Chef Greg Higgins sitting at his new open-air bistro, Piggins.
Image: Pat Strong
Meet Piggins, a junk-food-loving pig from a children’s book. He also happens to be the namesake of chef Greg Higgins’s new food cart and outdoor bistro opening Saturday, July 25.
The idea to open a place called Piggins has been churning in Higgins’s mind for more than a decade. He first made his mark on Oregon culinary history in 1994 when he opened Higgins Restaurant—a classic downtown spot that describes itself as Oregon’s original farm-to-table restaurant—and again in 2002, when he won a James Beard award for best chef in the Northwest. Around 2008, Higgins was gearing up to open a charcuterie and wood-fired pizza restaurant he planned to name Piggins, after a character from a children’s book his wife gave him as a gag gift.

Piggins isn't just a food cart—it's an outdoor bistro.
Image: Courtesy Higgins Restaurant
The pizzeria incarnation of Piggins never panned out; the recession put a permanent hold on Higgins’s plans. But when the coronavirus pandemic hit, Higgins realized that even if indoor dining was allowed at Higgins Restaurant, he could only pull in half of the restaurant’s usual revenue stream due to distancing guidelines. So he resurrected the name Piggins, this time for a new food cart and outdoor bistro.

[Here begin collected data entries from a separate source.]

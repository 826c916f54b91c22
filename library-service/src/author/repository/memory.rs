use std::{collections::HashMap, sync::Arc};

use async_trait::async_trait;
use itertools::Itertools;
use tokio::sync::RwLock;

use crate::{
    author::repository::{AuthorRecord, AuthorRepository},
    error::AppResult,
    store::StoreError,
};

/// In-memory implementation of the author repository.
///
/// The write lock held across the uniqueness check and the insert is what
/// stands in for the document store's unique index on `name`.
#[derive(Debug)]
pub struct MemoryAuthorRepository {
    authors: Arc<RwLock<HashMap<String, AuthorRecord>>>,
}

impl Default for MemoryAuthorRepository {
    fn default() -> Self {
        Self::new()
    }
}

impl MemoryAuthorRepository {
    /// Creates a new empty memory author repository.
    pub fn new() -> Self {
        Self {
            authors: Arc::new(RwLock::new(HashMap::new())),
        }
    }

    /// Creates a new memory author repository with initial data.
    pub fn with_data(authors: Vec<AuthorRecord>) -> Self {
        Self {
            authors: Arc::new(RwLock::new(
                authors
                    .into_iter()
                    .map(|author| (author.id.clone(), author))
                    .collect(),
            )),
        }
    }
}

#[async_trait]
impl AuthorRepository for MemoryAuthorRepository {
    async fn insert(&self, record: AuthorRecord) -> AppResult<()> {
        let mut authors = self.authors.write().await;
        if authors.values().any(|author| author.name == record.name) {
            return Err(StoreError::Duplicate {
                field: "name",
                value: record.name,
            }
            .into());
        }
        authors.insert(record.id.clone(), record);
        Ok(())
    }

    async fn find_by_id(&self, id: &str) -> AppResult<Option<AuthorRecord>> {
        let authors = self.authors.read().await;
        Ok(authors.get(id).cloned())
    }

    async fn find_by_name(&self, name: &str) -> AppResult<Option<AuthorRecord>> {
        let authors = self.authors.read().await;
        Ok(authors.values().find(|author| author.name == name).cloned())
    }

    async fn find_all(&self) -> AppResult<Vec<AuthorRecord>> {
        let authors = self.authors.read().await;
        Ok(authors
            .values()
            .sorted_unstable_by(|a, b| a.id.cmp(&b.id))
            .cloned()
            .collect())
    }

    async fn count(&self) -> AppResult<i64> {
        let authors = self.authors.read().await;
        Ok(authors.len() as i64)
    }

    async fn update_born(&self, name: &str, born: i32) -> AppResult<Option<AuthorRecord>> {
        let mut authors = self.authors.write().await;
        if let Some(author) = authors.values_mut().find(|author| author.name == name) {
            author.born = Some(born);
            Ok(Some(author.clone()))
        } else {
            Ok(None)
        }
    }
}
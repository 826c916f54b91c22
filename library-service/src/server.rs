//! HTTP transport: axum router, GraphiQL, and per-request identity
//! resolution.

use std::time::Duration;

use async_graphql::{ErrorExtensions, Pos, Response, http::GraphiQLSource};
use async_graphql_axum::{GraphQLRequest, GraphQLResponse};
use axum::{
    Router,
    extract::State,
    response::{Html, IntoResponse},
    routing::{get, post},
};
use http::HeaderMap;

use crate::{
    error::AppResult,
    graphql::{CurrentUser, LibrarySchema},
    store,
    user::repository::UserRepositoryArc,
};
use library_common::auth::authenticator::AuthenticatorArc;

/// Shared server state.
#[derive(Clone)]
pub struct ServerState {
    pub schema: LibrarySchema,
    pub authenticator: AuthenticatorArc,
    pub user_repository: UserRepositoryArc,
    pub store_timeout: Duration,
}

/// Builds the HTTP router.
pub fn router(state: ServerState) -> Router {
    Router::new()
        .route("/", get(graphiql))
        .route("/graphql", post(graphql_handler))
        .with_state(state)
}

async fn graphiql() -> impl IntoResponse {
    Html(GraphiQLSource::build().endpoint("/graphql").finish())
}

async fn graphql_handler(
    State(state): State<ServerState>,
    headers: HeaderMap,
    request: GraphQLRequest,
) -> GraphQLResponse {
    let current = match resolve_identity(&state, &headers).await {
        Ok(current) => current,
        // A presented-but-invalid credential rejects the whole request,
        // unlike an absent one.
        Err(err) => {
            let pos = Pos { line: 0, column: 0 };
            return Response::from_errors(vec![err.extend().into_server_error(pos)]).into();
        }
    };
    let request = request.into_inner().data(current);
    state.schema.execute(request).await.into()
}

/// Resolves the request identity from the bearer credential.
///
/// No credential yields an anonymous context. A verified token whose user
/// no longer exists also degrades to anonymous; only a credential that
/// fails verification is an error.
pub async fn resolve_identity(
    state: &ServerState,
    headers: &HeaderMap,
) -> AppResult<CurrentUser> {
    let Some(claims) = state.authenticator.authenticate_headers(headers)? else {
        return Ok(CurrentUser(None));
    };
    let user = store::with_deadline(
        state.store_timeout,
        state.user_repository.find_by_id(&claims.sub),
    )
    .await?;
    Ok(CurrentUser(user))
}

#[cfg(test)]
mod tests {
    use std::sync::Arc;

    use http::{HeaderValue, header::AUTHORIZATION};
    use library_common::auth::{
        access_token::AccessTokenClaims, jwt_authenticator::JwtAuthenticator,
        token_issuer::TokenIssuer,
    };
    use ulid::Ulid;

    use crate::{
        author::{
            edit_author_command::EditAuthorCommand, query_manager::AuthorQueryManager,
            repository::memory::MemoryAuthorRepository,
        },
        book::{
            add_book_command::AddBookCommand, query_manager::BookQueryManager,
            repository::memory::MemoryBookRepository,
        },
        error::AppError,
        graphql::{ServiceDeps, build_schema},
        user::{
            create_user_command::CreateUserCommand,
            login_command::LoginCommand,
            repository::{UserRecord, memory::MemoryUserRepository},
        },
    };

    use super::*;

    const SECRET: &str = "test_secret_key";
    const TIMEOUT: Duration = Duration::from_secs(5);

    fn state_with_user(user: UserRecord) -> (ServerState, String) {
        let author_repository = Arc::new(MemoryAuthorRepository::new());
        let book_repository = Arc::new(MemoryBookRepository::new());
        let user_repository = Arc::new(MemoryUserRepository::with_data(vec![user.clone()]));
        let token_issuer = TokenIssuer::new(SECRET);

        let deps = ServiceDeps {
            author_query_manager: AuthorQueryManager::new(author_repository.clone(), TIMEOUT),
            book_query_manager: BookQueryManager::new(book_repository.clone(), TIMEOUT),
            add_book_command: AddBookCommand::new(
                author_repository.clone(),
                book_repository.clone(),
                TIMEOUT,
            ),
            edit_author_command: EditAuthorCommand::new(author_repository.clone(), TIMEOUT),
            create_user_command: CreateUserCommand::new(user_repository.clone(), TIMEOUT),
            login_command: LoginCommand::new(
                user_repository.clone(),
                token_issuer.clone(),
                TIMEOUT,
            ),
            author_repository,
            book_repository,
            store_timeout: TIMEOUT,
        };

        let token = token_issuer
            .issue(&AccessTokenClaims {
                username: user.username.clone(),
                sub: user.id.clone(),
            })
            .unwrap();

        let state = ServerState {
            schema: build_schema(deps),
            authenticator: Arc::new(JwtAuthenticator::new_no_validation(SECRET)),
            user_repository,
            store_timeout: TIMEOUT,
        };
        (state, token)
    }

    fn test_user() -> UserRecord {
        UserRecord {
            id: Ulid::new().to_string(),
            username: "bookworm".to_string(),
            password_hash: "irrelevant".to_string(),
            favorite_genre: None,
        }
    }

    #[tokio::test]
    async fn test_no_header_resolves_anonymous() {
        let (state, _token) = state_with_user(test_user());
        let current = resolve_identity(&state, &HeaderMap::new()).await.unwrap();
        assert!(current.0.is_none());
    }

    #[tokio::test]
    async fn test_valid_bearer_resolves_user() {
        let user = test_user();
        let (state, token) = state_with_user(user.clone());

        let mut headers = HeaderMap::new();
        headers.insert(
            AUTHORIZATION,
            HeaderValue::from_str(&format!("Bearer {token}")).unwrap(),
        );
        let current = resolve_identity(&state, &headers).await.unwrap();
        assert_eq!(current.0.unwrap().username, user.username);
    }

    #[tokio::test]
    async fn test_invalid_bearer_is_an_error_not_anonymous() {
        let (state, _token) = state_with_user(test_user());

        let mut headers = HeaderMap::new();
        headers.insert(AUTHORIZATION, HeaderValue::from_static("Bearer garbage"));
        let err = resolve_identity(&state, &headers).await.unwrap_err();
        assert!(matches!(err, AppError::Token(_)));
    }

    #[tokio::test]
    async fn test_token_for_removed_user_degrades_to_anonymous() {
        let (state, _token) = state_with_user(test_user());

        // A verifiable token whose subject is not in the store.
        let stale = TokenIssuer::new(SECRET)
            .issue(&AccessTokenClaims {
                username: "ghost-user".to_string(),
                sub: Ulid::new().to_string(),
            })
            .unwrap();
        let mut headers = HeaderMap::new();
        headers.insert(
            AUTHORIZATION,
            HeaderValue::from_str(&format!("Bearer {stale}")).unwrap(),
        );
        let current = resolve_identity(&state, &headers).await.unwrap();
        assert!(current.0.is_none());
    }
}
use std::time::Duration;

use crate::{
    author::repository::{AuthorRecord, AuthorRepositoryArc},
    error::{AppError, AppResult},
    store,
    user::repository::UserRecord,
};

#[derive(Debug, Clone)]
pub struct EditAuthorCommand {
    author_repository: AuthorRepositoryArc,
    store_timeout: Duration,
}

#[derive(Debug, Clone)]
pub struct EditAuthorCommandInput<'a> {
    pub name: &'a str,
    pub set_to_born: i32,
}

impl EditAuthorCommand {
    pub fn new(author_repository: AuthorRepositoryArc, store_timeout: Duration) -> Self {
        EditAuthorCommand {
            author_repository,
            store_timeout,
        }
    }

    /// Sets the birth year of the named author.
    ///
    /// Requires an authenticated identity. A missing author is a non-error
    /// outcome (`Ok(None)`), distinct from the authorization failure.
    #[tracing::instrument(skip(self, identity))]
    pub async fn execute(
        &self,
        identity: Option<&UserRecord>,
        input: EditAuthorCommandInput<'_>,
    ) -> AppResult<Option<AuthorRecord>> {
        if identity.is_none() {
            return Err(AppError::Unauthorized);
        }

        store::with_deadline(
            self.store_timeout,
            self.author_repository.update_born(input.name, input.set_to_born),
        )
        .await
    }
}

“Pigs are tough, you know. They’re resilient,” Higgins jokes.

A spread of the offerings at Piggins.
Image: Pat Strong
Piggins opens for lunch and dinner service Saturday, July 25, at the Oregon Historical Society Plaza at SW Park Avenue and Madison Street. The Piggins cart is basically a full-size industrial kitchen on wheels, cooking to order the same food you’d find at Higgins Restaurant. On the current menu are plenty of Higgins favorites from three-cheese ravioli, hangar steak, and tameya to fava bean cakes. There are also a few exclusive items, like the Piggins Burger with applewood smoked pork, a smoked sockeye salmon sandwich, and a turkey schnitzel sandwich. The menu also includes a few cocktails (including a spicy margarita), draft beers, and wines by the bottle and glass. There’ll also be live music most nights.

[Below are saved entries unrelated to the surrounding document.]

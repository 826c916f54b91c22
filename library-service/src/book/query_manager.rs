use std::time::Duration;

use crate::{
    book::repository::{BookRecord, BookRepositoryArc},
    error::AppResult,
    store,
};

/// Read paths over the book collection.
#[derive(Debug, Clone)]
pub struct BookQueryManager {
    book_repository: BookRepositoryArc,
    store_timeout: Duration,
}

impl BookQueryManager {
    pub fn new(book_repository: BookRepositoryArc, store_timeout: Duration) -> Self {
        BookQueryManager {
            book_repository,
            store_timeout,
        }
    }

    /// Books matching the optional genre filter.
    ///
    /// The filter is a case-sensitive exact match against each book's
    /// genre set.
    pub async fn list(&self, genre: Option<&str>) -> AppResult<Vec<BookRecord>> {
        let books =
            store::with_deadline(self.store_timeout, self.book_repository.find_all()).await?;
        Ok(match genre {
            Some(genre) => books
                .into_iter()
                .filter(|book| book.genres.iter().any(|g| g == genre))
                .collect(),
            None => books,
        })
    }

    /// Total number of books.
    pub async fn count(&self) -> AppResult<i64> {
        store::with_deadline(self.store_timeout, self.book_repository.count()).await
    }
}
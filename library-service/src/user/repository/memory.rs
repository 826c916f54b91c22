use std::{collections::HashMap, sync::Arc};

use async_trait::async_trait;
use tokio::sync::RwLock;

use crate::{
    error::AppResult,
    store::StoreError,
    user::repository::{MIN_USERNAME_LENGTH, UserRecord, UserRepository},
};

/// In-memory implementation of the user repository.
#[derive(Debug)]
pub struct MemoryUserRepository {
    users: Arc<RwLock<HashMap<String, UserRecord>>>,
}

impl Default for MemoryUserRepository {
    fn default() -> Self {
        Self::new()
    }
}

impl MemoryUserRepository {
    /// Creates a new empty memory user repository.
    pub fn new() -> Self {
        Self {
            users: Arc::new(RwLock::new(HashMap::new())),
        }
    }

    /// Creates a new memory user repository with initial data.
    pub fn with_data(users: Vec<UserRecord>) -> Self {
        Self {
            users: Arc::new(RwLock::new(
                users
                    .into_iter()
                    .map(|user| (user.id.clone(), user))
                    .collect(),
            )),
        }
    }
}

#[async_trait]
impl UserRepository for MemoryUserRepository {
    async fn insert(&self, record: UserRecord) -> AppResult<()> {
        if record.username.chars().count() < MIN_USERNAME_LENGTH {
            return Err(StoreError::Constraint {
                field: "username",
                message: format!("shorter than {MIN_USERNAME_LENGTH} characters"),
            }
            .into());
        }
        let mut users = self.users.write().await;
        if users.values().any(|user| user.username == record.username) {
            return Err(StoreError::Duplicate {
                field: "username",
                value: record.username,
            }
            .into());
        }
        users.insert(record.id.clone(), record);
        Ok(())
    }

    async fn find_by_id(&self, id: &str) -> AppResult<Option<UserRecord>> {
        let users = self.users.read().await;
        Ok(users.get(id).cloned())
    }

    async fn find_by_username(&self, username: &str) -> AppResult<Option<UserRecord>> {
        let users = self.users.read().await;
        Ok(users.values().find(|user| user.username == username).cloned())
    }
}
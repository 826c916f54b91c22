use std::fmt::{self, Debug, Formatter};

use jsonwebtoken::{EncodingKey, Header};

use crate::auth::{access_token::AccessTokenClaims, authenticator::TokenError};

/// Signs access tokens for successful logins.
///
/// Counterpart of [`JwtAuthenticator`]: both sides must be constructed
/// from the same secret. Tokens are signed with HS256 and carry no expiry
/// claim.
///
/// [`JwtAuthenticator`]: crate::auth::jwt_authenticator::JwtAuthenticator
#[derive(Clone)]
pub struct TokenIssuer {
    encoding_key: EncodingKey,
}

impl Debug for TokenIssuer {
    fn fmt(&self, f: &mut Formatter<'_>) -> fmt::Result {
        f.debug_struct("TokenIssuer").finish()
    }
}

impl TokenIssuer {
    /// Creates a new token issuer from the signing secret.
    pub fn new(secret: &str) -> Self {
        Self {
            encoding_key: EncodingKey::from_secret(secret.as_ref()),
        }
    }

    /// Signs the given claims into an encoded token.
    ///
    /// # Errors
    ///
    /// Returns [`TokenError::Signing`] if encoding fails.
    pub fn issue(&self, claims: &AccessTokenClaims) -> Result<String, TokenError> {
        jsonwebtoken::encode(&Header::default(), claims, &self.encoding_key)
            .map_err(|_err| TokenError::Signing)
    }
}
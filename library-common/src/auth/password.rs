//! Salted one-way password hashing.

pub use bcrypt::BcryptError;

/// Work factor for newly created password hashes.
pub const HASH_COST: u32 = 10;

/// Hashes a plaintext password for persistence.
///
/// # Errors
///
/// Returns a [`BcryptError`] if hashing fails.
pub fn hash(plaintext: &str) -> Result<String, BcryptError> {
    bcrypt::hash(plaintext, HASH_COST)
}

/// Verifies a plaintext password against a stored hash.
///
/// # Errors
///
/// Returns a [`BcryptError`] if the stored hash cannot be parsed.
pub fn verify(plaintext: &str, hash: &str) -> Result<bool, BcryptError> {
    bcrypt::verify(plaintext, hash)
}

#[cfg(test)]
mod tests {
    use super::*;

    #[test]
    fn test_hash_and_verify() {
        let hashed = hash("correct horse battery staple").unwrap();
        assert_ne!(hashed, "correct horse battery staple");
        assert!(verify("correct horse battery staple", &hashed).unwrap());
        assert!(!verify("incorrect horse", &hashed).unwrap());
    }

    #[test]
    fn test_verify_rejects_invalid_hash() {
        assert!(verify("anything", "not-a-bcrypt-hash").is_err());
    }
}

Piggins lands at the patio in front of the Oregon Historical Society.
Image: Paul Moss
Meanwhile, culinary cinematographer Brian Kimmel of Optic Nerve Productions will be following Higgins around with a camera, filming a documentary on what he thinks will be looked back upon as a historical moment in the culinary scene as restaurants nationwide scramble to survive the pandemic. “With everything that was happening, Greg being who he is and his relationship to the entire food community here, it was important to document how things shape out,” says Kimmel.
In the film, titled When Pigs Fly, Kimmel documents Higgins’s survival strategy: first pivoting toward takeout, then developing plans to open Piggins. Kimmel also interviews some of Higgins’s decades-long food suppliers about the impact of the pandemic on their businesses. Two of those interviewees are Sheldon and Carol Marcovitz of Your Kitchen Garden, a farm in Canby that produces more than 300 different crops a year on just 10 acres of land, 11 months out of the year.

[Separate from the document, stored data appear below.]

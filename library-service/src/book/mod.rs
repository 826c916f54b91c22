pub mod add_book_command;
pub mod query_manager;
pub mod repository;
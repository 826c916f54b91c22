//! Store gateway primitives shared by all repositories.

use std::future::Future;
use std::time::Duration;

use thiserror::Error;

use crate::error::{AppError, AppResult};

/// Failures surfaced by repository implementations.
///
/// These model the document store's own constraints; mutation commands map
/// them to validation errors carrying the offending input.
#[derive(Debug, Clone, PartialEq, Eq, Error)]
pub enum StoreError {
    /// A unique index rejected a duplicate value.
    #[error("duplicate value for unique field {field}: {value}")]
    Duplicate {
        /// Name of the unique field.
        field: &'static str,
        /// The duplicated value.
        value: String,
    },
    /// A document schema constraint rejected a value.
    #[error("constraint violation on {field}: {message}")]
    Constraint {
        /// Name of the constrained field.
        field: &'static str,
        /// Description of the violated constraint.
        message: String,
    },
}

/// Runs a store gateway call under the configured operation deadline.
///
/// Every repository call made by commands and resolvers goes through here;
/// an elapsed deadline surfaces as [`AppError::StoreTimeout`].
pub async fn with_deadline<T, F>(timeout: Duration, call: F) -> AppResult<T>
where
    F: Future<Output = AppResult<T>>,
{
    match tokio::time::timeout(timeout, call).await {
        Ok(result) => result,
        Err(_elapsed) => Err(AppError::StoreTimeout),
    }
}
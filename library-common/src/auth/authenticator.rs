use std::fmt::Debug;
use std::sync::Arc;

use http::HeaderMap;
use http::header::AUTHORIZATION;
use thiserror::Error;

use crate::auth::access_token::AccessTokenClaims;

/// The prefix used for bearer tokens in authorization headers.
pub const BEARER_PREFIX: &str = "Bearer";

/// Failure to authenticate a presented credential.
///
/// A request that presents no credential at all is not a failure; these
/// variants only describe credentials that were presented and rejected.
#[derive(Debug, Clone, PartialEq, Eq, Error)]
pub enum TokenError {
    /// The authorization header was not a well-formed bearer scheme.
    #[error("malformed authorization header")]
    MalformedHeader,
    /// The token's signature or claims failed verification.
    #[error("invalid access token")]
    InvalidToken,
    /// The token could not be signed.
    #[error("failed to sign access token")]
    Signing,
}

/// Trait for authenticating access tokens from various sources.
pub trait Authenticator: Debug {
    /// Verifies a raw token string and returns its claims.
    ///
    /// # Errors
    ///
    /// Returns [`TokenError::InvalidToken`] if the signature or claims
    /// fail verification.
    fn authenticate(&self, token: &str) -> Result<AccessTokenClaims, TokenError>;

    /// Authenticates from HTTP headers.
    ///
    /// Returns `Ok(None)` when no authorization header is present. A header
    /// that is present but malformed or unverifiable is an error, which
    /// keeps "no credential" distinguishable from "bad credential".
    ///
    /// # Errors
    ///
    /// Returns a [`TokenError`] when a presented credential is rejected.
    fn authenticate_headers(
        &self,
        headers: &HeaderMap,
    ) -> Result<Option<AccessTokenClaims>, TokenError> {
        let Some(value) = headers.get(AUTHORIZATION) else {
            return Ok(None);
        };
        let bearer = value.to_str().map_err(|_| TokenError::MalformedHeader)?;
        self.authenticate_bearer(bearer).map(Some)
    }

    /// Authenticates a bearer token string in the format "Bearer <token>".
    ///
    /// # Errors
    ///
    /// Returns [`TokenError::MalformedHeader`] if the value does not follow
    /// the bearer scheme, or the underlying verification error.
    fn authenticate_bearer(&self, bearer: &str) -> Result<AccessTokenClaims, TokenError> {
        let parts: Vec<_> = bearer.split(' ').collect();
        if parts.len() != 2 || parts[0] != BEARER_PREFIX {
            return Err(TokenError::MalformedHeader);
        }
        self.authenticate(parts[1])
    }
}

/// Thread-safe shared reference to an authenticator.
pub type AuthenticatorArc = Arc<dyn Authenticator + Send + Sync>;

“All of my people I’ve spoken with have basically planted 50 percent less of what they usually plant,” says Higgins. “That’s just nuts. They have to figure out a way to make that business model continue on a dramatically reduced income. I haven’t heard of anybody literally pulling the plugs on their farms or anything, but if this doesn’t improve in some way in the near future, I’m sure that will start to happen. It’s obviously already starting to happen in the restaurant community.”
Kimmel expects to release When Pigs Fly in late summer or fall 2020. What that release will look like in the age of coronavirus is unknown, but Kimmel nevertheless hopes it’ll be important not just as a historical document, but to those who are living through this moment.
“I think Greg’s story is really representative of what a lot of chefs are going through,” Kimmel says. “It’d be great to get more of a dialogue going about what people’s experiences are and how they’re coping.”